In Code Arena, that message appears in Output. Copy the exception name into your notes the first few times — Pattern recognition gets faster with repetition.
IndentationError
Python uses indentation to define blocks. If spaces and tabs mix, or a line under if/for/def is not indented, you get IndentationError or TabError.
In Code Arena, prefer consistent spaces. Align the block under a colon (:) one level deeper than the parent line. If the editor shows a surprise indent, re-indent the whole block rather than fighting one line.
NameError
NameError means you used a name that is not defined yet — a typo, a missing assignment, or a variable used outside its scope.
Print nearby values or simplify the script until the name exists before you use it. Check capitalization: total and Total are different names.
TypeError and SyntaxError
TypeError often means you called something that is not callable, or mixed incompatible types (for example adding a string and an int without conversion).
SyntaxError is a parse problem — missing parentheses, colons, or quotes.
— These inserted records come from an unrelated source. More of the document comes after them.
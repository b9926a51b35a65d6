use std::collections::HashSet;

use crate::error::{GameError, TableError};
use crate::game::{GamePhase, GameState, PlayerAction};
use crate::player::{PlayerState, PlayerStatus};

/// A seated table: its seats, blind structure, and (while a hand is in
/// progress) the current [`GameState`]. `Table` owns the one `Vec<PlayerState>`
/// for its seats and hands `&mut self.players` into every `GameState` call,
/// which is what keeps `GameState` itself free of any borrow back into the
/// seats it acts on.
#[derive(Debug, Clone)]
pub struct Table {
    pub max_players: usize,
    pub small_blind: i64,
    pub big_blind: i64,
    pub players: Vec<PlayerState>,
    pub spectators: Vec<PlayerState>,
    pending_leave_user_ids: HashSet<u64>,
    pub dealer: usize,
    pub game_state: Option<GameState>,
}

impl Table {
    pub fn new(max_players: usize, small_blind: i64, big_blind: i64) -> Self {
        Table {
            max_players,
            small_blind,
            big_blind,
            players: Vec::new(),
            spectators: Vec::new(),
            pending_leave_user_ids: HashSet::new(),
            dealer: 0,
            game_state: None,
        }
    }

    pub fn seat_player(&mut self, user_id: u64, stack: i64) -> Result<&PlayerState, TableError> {
        if self.players.len() >= self.max_players {
            return Err(TableError::TableFull);
        }
        let position = self.players.len();
        let seat = if self.is_hand_active() {
            PlayerState::waiting(user_id, stack, position)
        } else {
            PlayerState::new(user_id, stack, position)
        };
        self.players.push(seat);
        Ok(self.players.last().unwrap())
    }

    pub fn seat_spectator(&mut self, user_id: u64) {
        self.spectators.push(PlayerState::spectator(user_id));
    }

    /// Removes a user from the table, returning their cashout amount. If a
    /// hand is active and they're a seated player, they're force-folded and
    /// their stack is zeroed without refund; actual removal from the seat
    /// array is deferred until the hand ends (`evict_pending_leavers`), so
    /// seat indices stay stable for the rest of the hand.
    pub fn leave(&mut self, user_id: u64) -> i64 {
        self.spectators.retain(|s| s.user_id != user_id);

        let Some(player_index) = self.players.iter().position(|p| p.user_id == user_id) else {
            self.pending_leave_user_ids.remove(&user_id);
            return 0;
        };

        let cashout = self.players[player_index].stack.max(0);
        let hand_active = self.game_state.as_ref().is_some_and(GameState::is_hand_active);
        if hand_active {
            self.pending_leave_user_ids.insert(user_id);
            if let Some(game_state) = self.game_state.as_mut() {
                let _ = game_state.force_fold(&mut self.players, user_id);
            }
            self.players[player_index].stack = 0;
            let still_active = self.game_state.as_ref().is_some_and(GameState::is_hand_active);
            if !still_active {
                self.advance_dealer_button();
                self.evict_pending_leavers();
            }
            return cashout;
        }

        self.pending_leave_user_ids.remove(&user_id);
        self.players.remove(player_index);
        self.renumber_positions();
        cashout
    }

    pub fn start_hand(&mut self) -> Result<(), TableError> {
        if self.players.len() < 2 {
            return Err(TableError::Game(GameError::NotEnoughPlayers));
        }
        if self.game_state.as_ref().is_some_and(GameState::is_hand_active) {
            return Err(TableError::HandAlreadyInProgress);
        }
        let mut game_state = GameState::new(&self.players, self.dealer, self.small_blind, self.big_blind)
            .map_err(TableError::Game)?;
        game_state.start_hand(&mut self.players).map_err(TableError::Game)?;
        self.game_state = Some(game_state);
        Ok(())
    }

    pub fn apply_action(&mut self, user_id: u64, action: PlayerAction, amount: i64) -> Result<(), TableError> {
        let game_state = self.game_state.as_mut().ok_or(TableError::NoHandInProgress)?;
        if !self.players.iter().any(|p| p.user_id == user_id) {
            return Err(TableError::PlayerNotSeated(user_id));
        }
        game_state.apply_action(&mut self.players, user_id, action, amount).map_err(TableError::Game)?;
        if !game_state.is_hand_active() {
            self.advance_dealer_button();
            self.evict_pending_leavers();
        }
        Ok(())
    }

    /// Advances a finished hand's betting round to the next street, or to
    /// showdown. A no-op while a round is still open (the runtime should
    /// only call this once every active player has acted).
    pub fn advance_phase(&mut self) -> Result<(), TableError> {
        let game_state = self.game_state.as_mut().ok_or(TableError::NoHandInProgress)?;
        game_state.advance_phase(&mut self.players).map_err(TableError::Game)?;
        if !game_state.is_hand_active() {
            self.advance_dealer_button();
            self.evict_pending_leavers();
        }
        Ok(())
    }

    pub fn current_phase(&self) -> Option<GamePhase> {
        self.game_state.as_ref().map(GameState::phase)
    }

    pub fn is_hand_active(&self) -> bool {
        self.game_state.as_ref().is_some_and(GameState::is_hand_active)
    }

    pub fn public_players(&self) -> impl Iterator<Item = &PlayerState> {
        self.players.iter().filter(|p| !self.pending_leave_user_ids.contains(&p.user_id))
    }

    pub fn public_spectators(&self) -> &[PlayerState] {
        &self.spectators
    }

    pub fn is_effectively_empty(&self) -> bool {
        self.players.is_empty() && self.spectators.is_empty()
    }

    pub fn eligible_to_start(&self) -> bool {
        !self.is_hand_active()
            && self.players.iter().filter(|p| p.stack > 0 && p.status != PlayerStatus::Spectator).count() >= 2
    }

    fn evict_pending_leavers(&mut self) {
        if self.pending_leave_user_ids.is_empty() {
            return;
        }
        self.players.retain(|p| !self.pending_leave_user_ids.contains(&p.user_id));
        self.pending_leave_user_ids.clear();
        self.renumber_positions();
    }

    fn renumber_positions(&mut self) {
        for (idx, player) in self.players.iter_mut().enumerate() {
            player.position = idx;
        }
    }

    fn advance_dealer_button(&mut self) {
        if self.players.is_empty() {
            self.dealer = 0;
            return;
        }
        let mut next_index = (self.dealer + 1) % self.players.len();
        for _ in 0..self.players.len() {
            let player = &self.players[next_index];
            if player.stack > 0 && player.status != PlayerStatus::Spectator {
                self.dealer = next_index;
                return;
            }
            next_index = (next_index + 1) % self.players.len();
        }
    }
}

#[cfg(test)]
mod tests {
    use super::*;

    fn new_table_with_players(n: usize, stack: i64) -> Table {
        let mut table = Table::new(9, 50, 100);
        for i in 0..n {
            table.seat_player(i as u64, stack).unwrap();
        }
        table
    }

    #[test]
    fn start_hand_requires_two_players() {
        let mut table = new_table_with_players(1, 1000);
        assert!(table.start_hand().is_err());
    }

    #[test]
    fn leave_during_active_hand_force_folds_and_zeros_stack() {
        let mut table = new_table_with_players(3, 1000);
        table.start_hand().unwrap();
        let leaver_id = 2;
        let cashout = table.leave(leaver_id);
        assert_eq!(cashout, 1000);
        // stack zeroed immediately even though the seat isn't evicted yet
        let seat = table.players.iter().find(|p| p.user_id == leaver_id).unwrap();
        assert_eq!(seat.stack, 0);
    }

    #[test]
    fn heads_up_fold_awards_entire_pot_to_remaining_player() {
        let mut table = new_table_with_players(2, 1000);
        table.start_hand().unwrap();
        let to_act = table.game_state.as_ref().unwrap().current_player_index().unwrap();
        let actor_id = table.players[to_act].user_id;
        table.apply_action(actor_id, PlayerAction::Fold, 0).unwrap();
        assert!(!table.is_hand_active());
        let total: i64 = table.players.iter().map(|p| p.stack).sum();
        assert_eq!(total, 2000);
    }

    #[test]
    fn seating_mid_hand_marks_the_new_seat_waiting_not_active() {
        let mut table = new_table_with_players(2, 1000);
        table.start_hand().unwrap();
        table.seat_player(99, 1000).unwrap();
        let seat = table.players.iter().find(|p| p.user_id == 99).unwrap();
        assert_eq!(seat.status, PlayerStatus::Waiting);
    }

    #[test]
    fn waiting_seat_is_promoted_to_active_at_the_next_hand() {
        let mut table = new_table_with_players(2, 1000);
        table.start_hand().unwrap();
        table.seat_player(99, 1000).unwrap();
        let to_act = table.game_state.as_ref().unwrap().current_player_index().unwrap();
        let actor_id = table.players[to_act].user_id;
        table.apply_action(actor_id, PlayerAction::Fold, 0).unwrap();
        table.start_hand().unwrap();
        let seat = table.players.iter().find(|p| p.user_id == 99).unwrap();
        assert_eq!(seat.status, PlayerStatus::Active);
    }
}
Fix the line number shown in the message first. A missing closing parenthesis sometimes points at a later line; scan upward.
Infinite loops and timeouts
while True without a solid break condition can burn the sandbox timeout. Use for loops over a known sequence when you can, or keep a counter with a maximum.
If Output is empty and the run fails with a timeout-style error, suspect a loop or enormous work. Shrink the input size before you rewrite the algorithm.
A repair checklist
When stuck, walk this list in order: syntax/indent, names, types, logic, performance. Most beginner sessions never need the last step.
- Does every colon-started block indent consistently?
- Is every name assigned before use?
- Are you mixing str and int without conversion?
- Can every loop finish for your sample input?
- Did you print the value you think you are printing?
Try it
Open /python, introduce a small IndentationError on purpose, Run, read the Output message, then fix it. Repeat with a NameError. That deliberate practice transfers to larger programs faster than watching videos alone.